In the second book of the Republic, Plato imagines a conversation between his teacher Socrates and his brother Glaucon where the two Athenians try to nail down just what justice is. As part of that dialogue, Glaucon tells a version of an old myth. In the original story, a Greek shepherd named Gyges stumbles upon a cave containing a corpse wearing a golden ring, which Gyges pockets. He later discovers that when he wears the ring, no one can see him.
Glaucon tweaked this story a bit to make his point. He says,
(Tolkien fans may recognize the basic storyline here. Yes, it is similar to Gollum's finding of the Ring. But unlike with Sauron's Ring, the Ring of Gyges isn't inherently evil. It just lets you get away with whatever you want.)
Glaucon's building off an argument he gave earlier. The truly strong man, he says, takes what he wants without fear of reprisal. If my university's president were so inclined he could march into my department's breakroom and commandeer my soda in the fridge, because there's such a power-difference between us that there's really no way I could hurt him back. (Not that our president actually would… feel free to substitute Dr. Joe Sixpack or whomever else you like.) That's power, according to Glaucon.
Now, in most circumstances it is to our advantage not to act like that, because people might strike back. If I was to take Chris's coffee mug without asking he would be quite rightly ticked off and might retaliate by eating my candy bar. It's to all of our advantage to have a kitchenette where we can leave stuff, and it's also to our advantage not to have our own stuff messed with. After all, you lose more when someone takes from you than you gain when you take from someone else, because when you lose something you also feel violated. This is where laws come from. Glaucon thinks we agree to follow laws because we will be better off if most people follows the laws, rather than no one doing that. But if there's really no chance of blowback, it doesn't really make any sense to obey the law.
Glaucon fairs better than many of Socrates's interlocutors (many of their arguments are famously bad), but I still find myself disagreeing with him. First, there's Socrates point that even Gyges is affected by his actions. Glaucon seems to assume the only consequences worth messing with are what other people can do to you, but Socrates recognizes that's just the flea on the dog. The real trick is living with yourself, and Socrates thinks acting unjustly does affect us.
But I want to go one further than Socrates here. I think that the best things in life are relational. Aristotle was right when he said man is a social animal; it is how we learn and exercise our virtues, and with perhaps some very rare exceptions, life isn't as full as it could be if you only care about yourself. Caring about others is not optional. Oddly enough, this is the kind of thing Glaucon should be all over because he recognized there was a difference between short-term and long-term good (so perhaps we should act one way because it will help us in the long run, even if it's kind of a drag just this minute).
Why am I bringing all this up right now?

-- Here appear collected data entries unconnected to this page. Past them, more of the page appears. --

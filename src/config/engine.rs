// src/config/engine.rs
//! Engine configuration: every tunable of the signal engine in one place.
//!
//! Loaded from TOML or JSON (chosen by file extension). Every field has a
//! default, so a file only needs to list what it overrides:
//!
//! ```toml
//! [weights]
//! sentiment = 0.6
//! engagement = 0.1
//! market = 0.3
//!
//! [market]
//! freshness_window_secs = 600
//! ```

use anyhow::{anyhow, Context, Result};
use serde::{Deserialize, Serialize};
use std::fs;
use std::path::{Path, PathBuf};

use crate::error::SignalError;

pub const ENV_CONFIG_PATH: &str = "SIGNALS_CONFIG_PATH";
pub const DEFAULT_CONFIG_TOML: &str = "config/engine.toml";
pub const DEFAULT_CONFIG_JSON: &str = "config/engine.json";

/// Tolerance for the "weights sum to 1" rule.
pub const WEIGHT_SUM_TOLERANCE: f64 = 1e-9;

/// Upper bound for `market.freshness_window_secs` (30 days).
pub const MAX_FRESHNESS_WINDOW_SECS: u64 = 30 * 24 * 60 * 60;

#[derive(Debug, Clone, PartialEq, Default, Serialize, Deserialize)]
#[serde(default)]
pub struct EngineConfig {
    pub weights: FactorWeights,
    pub thresholds: CategoryThresholds,
    pub market: MarketConfig,
    pub engagement: EngagementConfig,
    pub confidence: ConfidenceConfig,
    pub sentiment: SentimentConfig,
    pub batch: BatchConfig,
}

/// Composite weights. Must be non-negative and sum to 1.
#[derive(Debug, Clone, Copy, PartialEq, Serialize, Deserialize)]
#[serde(default)]
pub struct FactorWeights {
    pub sentiment: f64,
    pub engagement: f64,
    pub market: f64,
}

impl Default for FactorWeights {
    fn default() -> Self {
        Self {
            sentiment: 0.5,
            engagement: 0.2,
            market: 0.3,
        }
    }
}

impl FactorWeights {
    pub fn sum(&self) -> f64 {
        self.sentiment + self.engagement + self.market
    }
}

/// Four cut points splitting [-1, 1] into five bands.
///
/// `strong_sell < sell < buy < strong_buy`. A score sitting exactly on a cut
/// point belongs to the band closer to hold.
#[derive(Debug, Clone, Copy, PartialEq, Serialize, Deserialize)]
#[serde(default)]
pub struct CategoryThresholds {
    pub strong_sell: f64,
    pub sell: f64,
    pub buy: f64,
    pub strong_buy: f64,
}

impl Default for CategoryThresholds {
    fn default() -> Self {
        Self {
            strong_sell: -0.6,
            sell: -0.2,
            buy: 0.2,
            strong_buy: 0.6,
        }
    }
}

#[derive(Debug, Clone, Copy, PartialEq, Serialize, Deserialize)]
#[serde(default)]
pub struct MarketConfig {
    /// Maximum snapshot age before it counts as stale.
    pub freshness_window_secs: u64,
    /// |price_change_pct| that maps to a full ±1 market factor.
    pub max_swing_pct: f64,
}

impl Default for MarketConfig {
    fn default() -> Self {
        Self {
            freshness_window_secs: 15 * 60,
            max_swing_pct: 20.0,
        }
    }
}

impl MarketConfig {
    /// Saturates instead of panicking for windows chrono cannot represent.
    pub fn freshness_window(&self) -> chrono::Duration {
        i64::try_from(self.freshness_window_secs)
            .ok()
            .and_then(chrono::Duration::try_seconds)
            .unwrap_or(chrono::Duration::MAX)
    }
}

/// What raw engagement level maps to 1.0.
#[derive(Debug, Clone, Copy, PartialEq, Eq, Serialize, Deserialize)]
#[serde(rename_all = "snake_case")]
pub enum ReferenceMode {
    /// Largest raw engagement in the batch, never below `ceiling`.
    BatchMax,
    /// Always `ceiling`.
    Ceiling,
}

#[derive(Debug, Clone, Copy, PartialEq, Serialize, Deserialize)]
#[serde(default)]
pub struct EngagementConfig {
    pub mentions_weight: f64,
    pub reactions_weight: f64,
    pub reposts_weight: f64,
    /// Base of the logarithmic compression; larger means flatter tops.
    pub log_base: f64,
    pub ceiling: f64,
    pub reference: ReferenceMode,
}

impl Default for EngagementConfig {
    fn default() -> Self {
        Self {
            mentions_weight: 0.5,
            reactions_weight: 0.3,
            reposts_weight: 0.2,
            log_base: 10.0,
            ceiling: 100.0,
            reference: ReferenceMode::BatchMax,
        }
    }
}

#[derive(Debug, Clone, Copy, PartialEq, Serialize, Deserialize)]
#[serde(default)]
pub struct ConfidenceConfig {
    /// Token count at which sentiment confidence saturates.
    pub full_confidence_samples: u32,
    /// Mention count at which engagement reliability saturates.
    pub min_mentions: u32,
    /// Freshness factor for a snapshot at the window edge, stale or absent.
    pub stale_floor: f64,
}

impl Default for ConfidenceConfig {
    fn default() -> Self {
        Self {
            full_confidence_samples: 64,
            min_mentions: 5,
            stale_floor: 0.6,
        }
    }
}

#[derive(Debug, Clone, Copy, PartialEq, Serialize, Deserialize)]
#[serde(default)]
pub struct SentimentConfig {
    /// Tokens beyond this count are ignored.
    pub max_tokens: usize,
}

impl Default for SentimentConfig {
    fn default() -> Self {
        Self { max_tokens: 512 }
    }
}

#[derive(Debug, Clone, Copy, PartialEq, Serialize, Deserialize)]
#[serde(default)]
pub struct BatchConfig {
    /// Soft latency target; overruns are logged, never fatal.
    pub latency_budget_ms: u64,
    /// Evaluate assets on the rayon pool. Output is identical either way.
    pub parallel: bool,
}

impl Default for BatchConfig {
    fn default() -> Self {
        Self {
            latency_budget_ms: 20,
            parallel: false,
        }
    }
}

impl EngineConfig {
    /// Check every invariant the engine relies on.
    pub fn validate(&self) -> Result<(), SignalError> {
        let w = &self.weights;
        for (name, v) in [
            ("sentiment", w.sentiment),
            ("engagement", w.engagement),
            ("market", w.market),
        ] {
            if !v.is_finite() || v < 0.0 {
                return Err(SignalError::config(format!(
                    "weight `{name}` must be a non-negative number, got {v}"
                )));
            }
        }
        if (w.sum() - 1.0).abs() > WEIGHT_SUM_TOLERANCE {
            return Err(SignalError::config(format!(
                "weights must sum to 1, got {}",
                w.sum()
            )));
        }

        let t = &self.thresholds;
        let cuts = [t.strong_sell, t.sell, t.buy, t.strong_buy];
        if cuts.iter().any(|c| !c.is_finite() || !(-1.0..=1.0).contains(c)) {
            return Err(SignalError::config(format!(
                "thresholds must lie within [-1, 1], got {cuts:?}"
            )));
        }
        if !cuts.windows(2).all(|p| p[0] < p[1]) {
            return Err(SignalError::config(format!(
                "thresholds must be strictly increasing (strong_sell < sell < buy < strong_buy), got {cuts:?}"
            )));
        }

        let window = self.market.freshness_window_secs;
        if window == 0 || window > MAX_FRESHNESS_WINDOW_SECS {
            return Err(SignalError::config(format!(
                "market.freshness_window_secs must be in 1..={MAX_FRESHNESS_WINDOW_SECS}, got {window}"
            )));
        }
        if !self.market.max_swing_pct.is_finite() || self.market.max_swing_pct <= 0.0 {
            return Err(SignalError::config("market.max_swing_pct must be > 0"));
        }

        let e = &self.engagement;
        let ew = [e.mentions_weight, e.reactions_weight, e.reposts_weight];
        if ew.iter().any(|v| !v.is_finite() || *v < 0.0) {
            return Err(SignalError::config(
                "engagement weights must be non-negative numbers",
            ));
        }
        if ew.iter().sum::<f64>() <= 0.0 {
            return Err(SignalError::config("engagement weights must not all be zero"));
        }
        if !e.log_base.is_finite() || e.log_base <= 1.0 {
            return Err(SignalError::config("engagement.log_base must be > 1"));
        }
        if !e.ceiling.is_finite() || e.ceiling <= 0.0 {
            return Err(SignalError::config("engagement.ceiling must be > 0"));
        }

        let c = &self.confidence;
        if c.full_confidence_samples == 0 || c.min_mentions == 0 {
            return Err(SignalError::config(
                "confidence saturation counts must be > 0",
            ));
        }
        if !(0.0..=1.0).contains(&c.stale_floor) {
            return Err(SignalError::config("confidence.stale_floor must lie in [0, 1]"));
        }

        if self.sentiment.max_tokens == 0 {
            return Err(SignalError::config("sentiment.max_tokens must be > 0"));
        }

        Ok(())
    }

    /// Load and validate a config file. TOML or JSON, picked by extension.
    pub fn load_from(path: &Path) -> Result<Self> {
        let content = fs::read_to_string(path)
            .with_context(|| format!("reading engine config from {}", path.display()))?;
        let ext = path
            .extension()
            .and_then(|s| s.to_str())
            .unwrap_or_default()
            .to_ascii_lowercase();
        let cfg = parse_config(&content, &ext)
            .with_context(|| format!("parsing engine config {}", path.display()))?;
        cfg.validate()
            .with_context(|| format!("validating engine config {}", path.display()))?;
        Ok(cfg)
    }

    /// Resolve the config path and load it:
    /// 1) $SIGNALS_CONFIG_PATH
    /// 2) config/engine.toml
    /// 3) config/engine.json
    /// 4) built-in defaults
    pub fn load_default() -> Result<Self> {
        match resolve_config_path()? {
            Some(p) => Self::load_from(&p),
            None => Ok(Self::default()),
        }
    }
}

/// Path the default loader would read, if any.
pub fn resolve_config_path() -> Result<Option<PathBuf>> {
    if let Ok(p) = std::env::var(ENV_CONFIG_PATH) {
        let pb = PathBuf::from(p);
        if pb.exists() {
            return Ok(Some(pb));
        }
        return Err(anyhow!("{ENV_CONFIG_PATH} points to non-existent path"));
    }
    for candidate in [DEFAULT_CONFIG_TOML, DEFAULT_CONFIG_JSON] {
        let pb = PathBuf::from(candidate);
        if pb.exists() {
            return Ok(Some(pb));
        }
    }
    Ok(None)
}

fn parse_config(s: &str, hint_ext: &str) -> Result<EngineConfig> {
    match hint_ext {
        "json" => Ok(serde_json::from_str(s)?),
        "toml" => Ok(toml::from_str(s)?),
        _ => toml::from_str::<EngineConfig>(s)
            .map_err(anyhow::Error::from)
            .or_else(|_| serde_json::from_str(s).map_err(anyhow::Error::from))
            .map_err(|_| anyhow!("unsupported engine config format")),
    }
}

Yesterday, I wrote an open letter to President Obama about the National Defense Authorization Act. Basically this is the law that funds the U.S. military, but there's an amendment attached to it that will authorize President Obama to imprison American citizens indefinitely, without trial. Alex rightly asked why I was so upset about Americans being imprisoned. The truth of the matter, though, my anger here has very little to do with indefinite detention. I am a pacifist and have protested the abuses of war just about every way I know how, from Occupy-style protests to writing letters to a hunger protest. So I really don't need the reminder that indefinite detention is wrong on that level.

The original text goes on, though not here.